In 2016, the USS Wasp (LHD-1) ARG and the 22nd MEU conducted counterterrorism strikes against ISIL targets in Libya as part of Operation Odyssey Lightning.
To maintain U.S. influence around the globe, the Navy and Coast Guard need more ships. Today’s demand for stronger U.S. sea power harkens back to arguments made by Alfred Thayer Mahan in The Influence of Sea Power Upon History 1660-1783. It is hard to imagine that a book published in 1890 still would have significance for modern naval forces, but if you scrutinize key naval events of the past century you will find elements of Mahan’s thinking in the German strategy for World War I and Japan’s strategy for World War II. When I commanded counterpiracy Task Force 151 in 2009, the commander of the Chinese task force in the Gulf of Aden, Rear Admiral Du Jingchen, visited me on board the USS Boxer (LHD-4). We discussed two topics of naval strategy—logistics for forward-deployed naval forces and Mahan’s work.
Chief of Naval Operations Admiral John Richardson’s “Design for Maintaining Maritime Superiority” says, “the essence of Mahan’s vision still pertains” to maritime forces today. In the past year, three significant accomplishments of our maritime forces demonstrate the continued influence of sea power on national security.
In April, the USS Porter (DDG-78) and USS Ross (DDG-71) launched 59 Tomahawk cruise missiles from the eastern Mediterranean that struck targets in Syria in response to Syrian chemical weapons attacks. The launch of these cruise missiles demonstrates the U.S. Navy’s ability to execute orders from the National Command Authority without the permission of another nation state.
Last year, the USS Wasp (LHD-1) Amphibious Ready Group (ARG) conducted Operation Odyssey Lightning strike operations in Libya. In response to a request from Libya’s Government of National Accord, the U.S. Navy and Marine Corps team carried out precision air strikes against the Islamic State in Iraq and the Levant in Sirte, Libya, for almost four months.
Another recent hallmark maritime operation was carried out by the U.S. Coast Guard when the USCGC James (WMSL-754) seized 16 tons of cocaine with an estimated street value of $420 million in the eastern Pacific. In 2016, the U.S. Coast Guard seized more than 416,000 pounds of cocaine and arrested 585 suspected smugglers.
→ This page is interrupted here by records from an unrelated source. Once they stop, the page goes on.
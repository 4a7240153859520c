use axum::http::HeaderValue;
use clap::Parser;
use std::net::SocketAddr;
use std::sync::Arc;
use tracing::info;
use tracing_subscriber::EnvFilter;

use gpt_translator::{ClientConfig, CompletionProvider, MockMode, MockProvider, OpenAiProvider};

mod routes;

use routes::{AppState, router};

/// Serve the translator page and proxy its requests to the completion API
#[derive(Debug, Parser)]
#[command(name = "gpt-translator-web", version, about)]
struct Args {
    /// Address to listen on
    #[arg(long, env = "GPT_TRANSLATOR_ADDR", default_value = "127.0.0.1:3000")]
    addr: SocketAddr,

    /// Origin allowed to call the API cross-site (same-origin only when unset)
    #[arg(long, env = "GPT_TRANSLATOR_ALLOW_ORIGIN")]
    allow_origin: Option<String>,

    /// Answer with the mock provider instead of calling the API
    #[arg(long)]
    mock: bool,
}

#[tokio::main]
async fn main() -> Result<(), Box<dyn std::error::Error>> {
    dotenvy::dotenv().ok();

    // Initialize tracing
    tracing_subscriber::fmt()
        .with_env_filter(EnvFilter::try_from_default_env().unwrap_or_else(|_| EnvFilter::new("info")))
        .init();

    let args = Args::parse();

    let provider: Arc<dyn CompletionProvider> = if args.mock {
        Arc::new(MockProvider::new(MockMode::Echo))
    } else {
        let config = ClientConfig::from_env()
            .map_err(|e| format!("Failed to read client configuration: {}", e))?;
        Arc::new(
            OpenAiProvider::new(config).map_err(|e| format!("Failed to initialize provider: {}", e))?,
        )
    };

    let allow_origin = args
        .allow_origin
        .as_deref()
        .map(HeaderValue::from_str)
        .transpose()
        .map_err(|e| format!("Invalid allowed origin: {}", e))?;

    info!(provider = provider.provider_name(), "🌍 Starting gpt-translator web server");

    let app = router(AppState { provider }, allow_origin);

    let listener = tokio::net::TcpListener::bind(args.addr).await?;
    info!("🚀 Server running at http://{}", listener.local_addr()?);

    axum::serve(listener, app)
        .with_graceful_shutdown(shutdown_signal())
        .await?;

    info!("👋 Server stopped");
    Ok(())
}

async fn shutdown_signal() {
    if let Err(e) = tokio::signal::ctrl_c().await {
        tracing::error!("failed to listen for ctrl+c: {e}");
        std::future::pending::<()>().await;
    }
    info!("🛑 Shutdown requested");
}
A major question today is not the necessity of U.S. maritime forces. Recent events and the thinking of Mahan both confirm the need for a strong, capable Navy, Marine Corps, and Coast Guard. The question facing us is will our maritime forces be able to maintain their advantage within the current budget constraints? Admiral Richardson has argued for a larger fleet, stating, “The opposing team is making this game a lot closer than we feel comfortable.” Commandant of the Coast Guard Admiral Paul Zukunft has testified that his maritime forces have “80 percent awareness” of all illegal operations, and “we can only act on about 20 percent of that because of the resource constraints we have. We’re giving 60 percent of what we know, literally, a free pass.” Marine Corps leadership has stated that without the appropriate funding the Corps will be forced to stop all flight operations this summer. On 7 February, Vice Chief of Naval Operations Admiral Bill Moran told the House Armed Services Committee, “Within a month we are going to have to shut down air wings, we are going to have to defer maintenance on several surface ships and submarines.”
So it was welcome news last weekend when Congress came to a budget agreement to take us through the end of this fiscal year. The immediate threat to cease routine operations and maintenance has passed for now, but for 2018 and beyond the administration and Congress must draft and approve disciplined budgets—not continuing resolutions—that allow for force structure growth and the necessary maintenance to enable the Sea Services to meet the nation’s commitments. As Mahan stated, “organized force alone enables the quiet and the weak to go about their business and to sleep securely in their beds, safe from the violent without or within.” The organized force our nation needs will not come from a disorganized budget process. It will only come from disciplined, ruthlessly prioritized, consistent resource decisions on the part of the White House and Congress.
Rear Admiral McKnight served as commander, Expeditionary Strike Group 2, from 2008 to 2009 and was the first commander of Combined Task Force 151. He is the author of Pirate Alley – Commanding Task Force 151 off Somalia.